Titel: Chiffren im Schnee
Autoren: Katharina Berlinger
Vom Netzwerk:
gelernt.
    Sie liess dem Mädchen keine Zeit zu sinnlosem Händeringen, die Frau Baronin musste notdürftig gereinigt und dann ins Bett geschafft werden. Auf Annas Geheiss besorgte Elsa neues Bettzeug, Laken und Bezüge. Die zerschlissene Matratze wurde umgedreht, mehr konnten sie im Moment nicht tun. Zu viert verfrachteten sie die inzwischen von Früchten und Sauce gereinigte und züchtig bedeckte Freifrau in das Bett.
    Nach einer kurzen Predigt über Schwatzhaftigkeit und den guten Ruf des Hauses schickte Anna Elsa und Marie nach unten, damit sie sich endlich den Salons widmen konnten. Die Zofe sollte weiter die Zimmer der Kleinen Suite aufräumen und sich um ihre Herrschaft kümmern.
    Anna rief Doktor Reber an und bat ihn um einen frühen Hausbesuch. An der Réception meldete sie, dass es einen «Zwischenfall» gegeben habe.

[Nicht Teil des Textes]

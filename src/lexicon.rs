//! Keyword lexicons: per-category trigger terms, strong markers, and the
//! generic "looks legal at all" signal set.
//!
//! The word lists are configuration data (`config/lexicons.toml`), loaded at
//! startup with an embedded default as fallback, an env-var path override,
//! and a dev-gated hot-reload watcher. Matching is token-boundary aware so
//! the estate term `will` never fires on the modal verb inside `willing`.

use std::collections::HashMap;
use std::fs;
use std::path::PathBuf;
use std::sync::{Arc, RwLock};
use std::thread;
use std::time::{Duration, SystemTime};

use serde::Deserialize;
use tracing::info;

use crate::category::Category;

pub const DEFAULT_LEXICONS_CONFIG_PATH: &str = "config/lexicons.toml";
pub const ENV_LEXICONS_CONFIG_PATH: &str = "LEXICONS_CONFIG_PATH";

/// Shipped defaults; used when no config file is present on disk.
const DEFAULT_LEXICONS_TOML: &str = include_str!("../config/lexicons.toml");

/* ----------------------------
Config schema (from TOML)
---------------------------- */

#[derive(Debug, Clone, Deserialize)]
pub struct LexiconRoot {
    pub signals: SignalSection,
    pub categories: CategorySections,
}

#[derive(Debug, Clone, Deserialize)]
pub struct SignalSection {
    /// Generic legal-signal terms used by the fast-path gate.
    pub legal: Vec<String>,
}

#[derive(Debug, Clone, Deserialize)]
pub struct CategorySections {
    pub contract: TermSet,
    pub wills_trusts_estates: TermSet,
    pub criminal_procedure: TermSet,
    pub real_estate: TermSet,
    pub employment_law: TermSet,
    pub personal_injury: TermSet,
    pub family_law: TermSet,
}

#[derive(Debug, Clone, Deserialize)]
pub struct TermSet {
    pub terms: Vec<String>,
    /// Decisive markers that outrank generic hit counts.
    #[serde(default)]
    pub strong: Vec<String>,
}

/* ----------------------------
Compiled engine
---------------------------- */

#[derive(Debug, Default)]
struct CompiledSet {
    terms: Vec<String>,
    strong: Vec<String>,
}

/// Read-only keyword engine shared across requests.
#[derive(Debug)]
pub struct LexiconEngine {
    signals: Vec<String>,
    sets: HashMap<Category, CompiledSet>,
}

impl LexiconEngine {
    /// Load from disk. Uses LEXICONS_CONFIG_PATH or the default path; falls
    /// back to the embedded defaults when the file is missing or unreadable.
    pub fn from_toml() -> anyhow::Result<Self> {
        let path = std::env::var(ENV_LEXICONS_CONFIG_PATH)
            .map(PathBuf::from)
            .unwrap_or_else(|_| PathBuf::from(DEFAULT_LEXICONS_CONFIG_PATH));

        match fs::read_to_string(&path) {
            Ok(content) => Self::from_toml_str(&content),
            Err(_) => Self::from_toml_str(DEFAULT_LEXICONS_TOML),
        }
    }

    /// Build from a TOML string.
    pub fn from_toml_str(toml_str: &str) -> anyhow::Result<Self> {
        let root: LexiconRoot = toml::from_str(toml_str)?;
        let mut sets = HashMap::new();
        let c = &root.categories;
        sets.insert(Category::Contract, compile(&c.contract));
        sets.insert(Category::WillsTrustsEstates, compile(&c.wills_trusts_estates));
        sets.insert(Category::CriminalProcedure, compile(&c.criminal_procedure));
        sets.insert(Category::RealEstate, compile(&c.real_estate));
        sets.insert(Category::EmploymentLaw, compile(&c.employment_law));
        sets.insert(Category::PersonalInjury, compile(&c.personal_injury));
        sets.insert(Category::FamilyLaw, compile(&c.family_law));
        Ok(Self {
            signals: root.signals.legal.iter().map(|t| normalize(t)).collect(),
            sets,
        })
    }

    /// True if the text contains any generic legal-signal term.
    pub fn has_legal_signal(&self, text: &str) -> bool {
        let padded = pad(text);
        self.signals.iter().any(|t| padded_contains(&padded, t))
    }

    /// Count of distinct lexicon terms of `cat` present in `text`.
    pub fn hits(&self, cat: Category, text: &str) -> usize {
        let padded = pad(text);
        self.sets
            .get(&cat)
            .map(|s| s.terms.iter().filter(|t| padded_contains(&padded, t)).count())
            .unwrap_or(0)
    }

    /// True if any strong marker of `cat` is present in `text`.
    pub fn has_strong(&self, cat: Category, text: &str) -> bool {
        let padded = pad(text);
        self.sets
            .get(&cat)
            .map(|s| s.strong.iter().any(|t| padded_contains(&padded, t)))
            .unwrap_or(false)
    }

    /// Best-effort category from keyword evidence alone: first category in
    /// priority order with at least one lexicon hit.
    pub fn keyword_guess(&self, text: &str) -> Option<Category> {
        Category::NAMED_PRIORITY
            .into_iter()
            .find(|&cat| self.hits(cat, text) > 0)
    }
}

fn compile(set: &TermSet) -> CompiledSet {
    CompiledSet {
        terms: set.terms.iter().map(|t| normalize(t)).collect(),
        strong: set.strong.iter().map(|t| normalize(t)).collect(),
    }
}

/// Lowercase and collapse every non-alphanumeric run to a single space, so
/// `"Plaintiff,"` matches the term `plaintiff` and phrases match across
/// punctuation.
pub fn normalize(input: &str) -> String {
    let mut out = String::with_capacity(input.len());
    let mut last_space = true;
    for ch in input.chars() {
        if ch.is_alphanumeric() {
            out.extend(ch.to_lowercase());
            last_space = false;
        } else if !last_space {
            out.push(' ');
            last_space = true;
        }
    }
    out.trim_end().to_string()
}

fn pad(text: &str) -> String {
    format!(" {} ", normalize(text))
}

fn padded_contains(padded: &str, norm_term: &str) -> bool {
    !norm_term.is_empty() && padded.contains(&format!(" {norm_term} "))
}

/// Token-boundary presence check for a single term or phrase.
pub fn term_present(text: &str, term: &str) -> bool {
    padded_contains(&pad(text), &normalize(term))
}

/* ----------------------------
Thread-safe handle + hot reload
---------------------------- */

/// A threadsafe handle that can hot-reload the underlying engine in dev/local.
/// - Enable by setting LEXICONS_HOT_RELOAD=1
/// - Dev-gated: active only if cfg!(debug_assertions) OR SHUTTLE_ENV is "local"/"development".
#[derive(Clone)]
pub struct LexiconHandle {
    inner: Arc<RwLock<LexiconEngine>>,
}

impl LexiconHandle {
    pub fn new(engine: LexiconEngine) -> Self {
        Self {
            inner: Arc::new(RwLock::new(engine)),
        }
    }

    /// Run `f` against the current engine snapshot.
    pub fn with<R>(&self, f: impl FnOnce(&LexiconEngine) -> R) -> R {
        let guard = self.inner.read().expect("lexicon lock poisoned");
        f(&guard)
    }
}

fn hot_reload_enabled() -> bool {
    let want = std::env::var("LEXICONS_HOT_RELOAD")
        .ok()
        .map(|v| v == "1")
        .unwrap_or(false);
    if !want {
        return false;
    }
    if cfg!(debug_assertions) {
        return true;
    }
    matches!(
        std::env::var("SHUTTLE_ENV")
            .unwrap_or_default()
            .to_ascii_lowercase()
            .as_str(),
        "local" | "development" | "dev"
    )
}

/// Start a simple polling watcher on `path` to hot-reload into `handle.inner`.
/// Polls mtime every 2s. Uses only std, no external deps.
pub fn start_hot_reload_thread(handle: LexiconHandle, path: PathBuf) {
    if !hot_reload_enabled() {
        return;
    }

    thread::spawn(move || {
        let poll = Duration::from_secs(2);
        let mut last_mtime: Option<SystemTime> = None;

        loop {
            if let Ok(mtime) = fs::metadata(&path).and_then(|m| m.modified()) {
                let changed = match last_mtime {
                    None => {
                        last_mtime = Some(mtime);
                        false
                    }
                    Some(prev) => mtime > prev,
                };
                if changed {
                    if let Ok(content) = fs::read_to_string(&path) {
                        if let Ok(fresh) = LexiconEngine::from_toml_str(&content) {
                            if let Ok(mut guard) = handle.inner.write() {
                                *guard = fresh;
                                info!(path = %path.display(), "lexicons reloaded");
                            }
                        }
                    }
                    last_mtime = Some(mtime);
                }
            }
            thread::sleep(poll);
        }
    });
}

    Bis zum Morgenessen hatte sie noch etwas Zeit. Sie kehrte ins Dachgeschoss zurück, wo die Angestellten des Grand Hotels und die Dienstboten der vornehmeren Gäste, die ohne Dienerschaft nicht reisen konnten, ihre Bleibe hatten. Im rechten Seitenflügel war das weibliche Personal untergebracht – hier teilten sich jeweils mehrere Mädchen eines der kleinen, engen Zimmer unter der Dachschräge.
    Als Gouvernante hatte Anna allerdings eine Kammer für sich. Sie öffnete das Fenster, räumte das Nachthemd weg, machte ihr Bett und schaffte auf dem Waschtisch Ordnung. Auf dem kleinen Beistelltisch, den sie unter dem Fenster als Schreibtisch eingerichtet hatte, lagen ein paar Holzspäne vom Bleistift-Anspitzen. Sie wischte sie mit der Hand in den Papierkorb und rückte den Zettelkasten mit den Notizen zu den regelmässig im Splendid logierenden Gästen gerade. Eine Gouvernante konnte sich keine Unordnung leisten.
    Anschliessend blickte sie prüfend in den Spiegel. Die modischen Damen trugen luftige, weich hochgesteckte Frisuren. Annas Haar war streng nach hinten gekämmt und im Nacken zu einem Knoten geschlungen, keine vorwitzige Strähne wagte es, sich unbotmässig herauszustehlen. Bluse und Rock – die Gouvernante des Splendid trug keine Schürze – tadellos. Die Schlüssel und das viel gefürchtete Notizbuch samt Bleistift hingen rechts an ihrem Gürtel, links hatte sie einen kleinen Lederbeutel befestigt, in dem ein Taschenmesser, Näh- und Verbandszeug, Streichhölzer und andere nützliche Dinge verstaut waren.
    Als Gouvernante fiel es ihr zu, mit Notfällen und kompromittierenden Situationen, die weibliche Gäste involvierten, diskret fertigzuwerden. Sie war das Pendant zum Concierge, dem Meister der Schlüssel und Zimmer, dessen Motto, sofern er etwas von seinem Beruf verstand, lautete: Tout voir, tout entendre et ne rien dire.
    Für ihre Dienste und Mühen erhielt die Gouvernante Geschenke und Aufmerksamkeiten der Damen, und erledigte sie besonders delikate Aufgaben erfolgreich, war auch mit Zuwendungen der Herren zu rechnen.
    Anna bekleidete diese Position erst seit zwei Jahren, doch sie hatte seit Ende der Schulzeit in Hotels gedient und war mit den Spielregeln ihres Gewerbes bestens vertraut. Und sie verfügte in Herrn Ganz, dem Concierge des Splendid, über einen verlässlichen Verbündeten. Was der Concierge nicht wusste, das wusste die Gouvernante und umgekehrt.
    Das eiserne Gesetz der vornehmen Gesellschaft lautete schlicht «kein Skandal». Es galt, die Reputation der Gäste und des Hauses zu wahren, alles andere war nebensächlich.
    Anna hatte Gouvernanten gekannt – Musterexemplare an Tugend und Aufrichtigkeit –, die ohne zu zögern das Nötige getan hatten, um den Prinzipien des Hauses allzeit gerecht zu werden, selbst wenn es bedeutete, ein junges Mädchen ins Elend zu jagen. Sie fürchtete den Tag, an dem man so etwas von ihr verlangen würde. Seit sie Gouvernante war, ließ sie keine Dummheiten durchgehen und überwachte gewisse männliche Gäste mit Argusaugen. Sie hoffte inbrünstig und – wie sie insgeheim wusste – vergeblich, dass das ausreichen würde.
    Was die feinen Herrschaften hingegen untereinander so alles anstellten, war nicht Annas Angelegenheit – zumindest solange nicht, bis diese als Teil der Dessert-Karte zu ihren Füssen lagen. Sie hatte inzwischen genug Erfahrung, derlei Szenarien als Herausforderung zu betrachten. Allerdings wurde sie von solchen Eskapaden selten überrascht: Für gewöhnlich wusste sie, welche Gäste im Hause dazu neigten, in Schwierigkeiten zu geraten. Die Frau Baronin hatte sie bisher nicht dazu gezählt.